What is required:
Your task is to restate word for word the line containing "fn default() ->" and each line that follows it in the listing, and only those.

The data:
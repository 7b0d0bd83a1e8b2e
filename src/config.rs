use rust_decimal::Decimal;
use rust_decimal_macros::dec;
use serde::{Deserialize, Serialize};

use crate::decimal::Money;
use crate::errors::{LendingError, Result};

/// engine configuration
#[derive(Debug, Clone, PartialEq, Serialize, Deserialize)]
pub struct LendingConfig {
    pub loan_limits: LoanLimits,
    pub wallet: WalletLimits,
    pub credit: CreditConfig,
    pub policy: ApplicationPolicy,
}

/// accepted ranges for a loan application, inclusive
#[derive(Debug, Clone, PartialEq, Serialize, Deserialize)]
pub struct LoanLimits {
    pub min_amount: Money,
    pub max_amount: Money,
    /// annual percentage, e.g. 12 for 12%
    pub min_rate_percent: Decimal,
    pub max_rate_percent: Decimal,
    pub min_tenure_months: u32,
    pub max_tenure_months: u32,
}

#[derive(Debug, Clone, PartialEq, Serialize, Deserialize)]
pub struct WalletLimits {
    /// ceiling for a single top-up
    pub max_topup: Money,
}

/// credit score bounds, deltas and risk thresholds
#[derive(Debug, Clone, PartialEq, Serialize, Deserialize)]
pub struct CreditConfig {
    pub min_score: i32,
    pub max_score: i32,
    pub initial_score: i32,
    pub rejection_delta: i32,
    pub on_time_emi_delta: i32,
    pub late_emi_delta: i32,
    /// scores at or above this are low risk
    pub low_risk_threshold: i32,
    /// scores below this are high risk
    pub high_risk_threshold: i32,
}

#[derive(Debug, Clone, PartialEq, Serialize, Deserialize)]
pub struct ApplicationPolicy {
    /// when set, any approved/funded/active loan also blocks a new application;
    /// a pending application always blocks
    pub block_on_open_loans: bool,
}

impl LendingConfig {
    /// configuration matching the historical platform
    pub fn standard() -> Self {
        Self {
            loan_limits: LoanLimits {
                min_amount: Money::from_major(100),
                max_amount: Money::from_major(500_000),
                min_rate_percent: dec!(1),
                max_rate_percent: dec!(50),
                min_tenure_months: 1,
                max_tenure_months: 60,
            },
            wallet: WalletLimits {
                max_topup: Money::from_major(100_000),
            },
            credit: CreditConfig {
                min_score: 300,
                max_score: 850,
                initial_score: 650,
                rejection_delta: -5,
                on_time_emi_delta: 5,
                late_emi_delta: 3,
                low_risk_threshold: 750,
                high_risk_threshold: 600,
            },
            policy: ApplicationPolicy {
                block_on_open_loans: false,
            },
        }
    }

    /// parse from json and validate
    pub fn from_json(json: &str) -> Result<Self> {
        let config: LendingConfig = serde_json::from_str(json)
            .map_err(|e| LendingError::validation(format!("invalid configuration: {}", e)))?;
        config.validate()?;
        Ok(config)
    }

    pub fn to_json_pretty(&self) -> Result<String> {
        serde_json::to_string_pretty(self).map_err(|e| LendingError::Internal {
            message: format!("config serialization failed: {}", e),
        })
    }

    /// reject inverted or non-positive ranges
    pub fn validate(&self) -> Result<()> {
        let limits = &self.loan_limits;
        if !limits.min_amount.is_positive() || limits.min_amount > limits.max_amount {
            return Err(LendingError::validation("loan amount range is invalid"));
        }
        if limits.min_rate_percent <= Decimal::ZERO || limits.min_rate_percent > limits.max_rate_percent {
            return Err(LendingError::validation("interest rate range is invalid"));
        }
        if limits.min_tenure_months == 0 || limits.min_tenure_months > limits.max_tenure_months {
            return Err(LendingError::validation("tenure range is invalid"));
        }
        if !self.wallet.max_topup.is_positive() {
            return Err(LendingError::validation("top-up ceiling must be positive"));
        }

        let credit = &self.credit;
        if credit.min_score > credit.max_score {
            return Err(LendingError::validation("credit score bounds are inverted"));
        }
        if credit.initial_score < credit.min_score || credit.initial_score > credit.max_score {
            return Err(LendingError::validation("initial credit score is out of bounds"));
        }
        if credit.high_risk_threshold > credit.low_risk_threshold {
            return Err(LendingError::validation("risk thresholds are inverted"));
        }
        Ok(())
    }
}

impl Default for LendingConfig {
    fn default() -> Self {
        Self::standard()
    }
}

#[cfg(test)]
mod tests {
    use super::*;

    #[test]
    fn test_standard_is_valid() {
        let config = LendingConfig::standard();
        assert!(config.validate().is_ok());
        assert_eq!(config.loan_limits.max_amount, Money::from_major(500_000));
        assert_eq!(config.credit.initial_score, 650);
    }

    #[test]
    fn test_json_round_trip_keeps_values() {
        let mut config = LendingConfig::standard();
        config.policy.block_on_open_loans = true;
        config.wallet.max_topup = Money::from_major(25_000);

        let json = config.to_json_pretty().unwrap();
        let parsed = LendingConfig::from_json(&json).unwrap();
        assert_eq!(parsed, config);
    }

    #[test]
    fn test_rejects_inverted_ranges() {
        let mut config = LendingConfig::standard();
        config.loan_limits.min_tenure_months = 61;
        assert!(matches!(config.validate(), Err(LendingError::Validation { .. })));

        let mut config = LendingConfig::standard();
        config.credit.initial_score = 900;
        assert!(config.validate().is_err());
    }

    #[test]
    fn test_from_json_reports_parse_errors() {
        let err = LendingConfig::from_json("{ not json").unwrap_err();
        assert!(matches!(err, LendingError::Validation { .. }));
    }
}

Result of the task:
    fn default() -> Self {
        Self::standard()
    }
}

#[cfg(test)]
mod tests {
    use super::*;

    #[test]
    fn test_standard_is_valid() {
        let config = LendingConfig::standard();
        assert!(config.validate().is_ok());
        assert_eq!(config.loan_limits.max_amount, Money::from_major(500_000));
        assert_eq!(config.credit.initial_score, 650);
    }

    #[test]
    fn test_json_round_trip_keeps_values() {
        let mut config = LendingConfig::standard();
        config.policy.block_on_open_loans = true;
        config.wallet.max_topup = Money::from_major(25_000);

        let json = config.to_json_pretty().unwrap();
        let parsed = LendingConfig::from_json(&json).unwrap();
        assert_eq!(parsed, config);
    }

    #[test]
    fn test_rejects_inverted_ranges() {
        let mut config = LendingConfig::standard();
        config.loan_limits.min_tenure_months = 61;
        assert!(matches!(config.validate(), Err(LendingError::Validation { .. })));

        let mut config = LendingConfig::standard();
        config.credit.initial_score = 900;
        assert!(config.validate().is_err());
    }

    #[test]
    fn test_from_json_reports_parse_errors() {
        let err = LendingConfig::from_json("{ not json").unwrap_err();
        assert!(matches!(err, LendingError::Validation { .. }));
    }
}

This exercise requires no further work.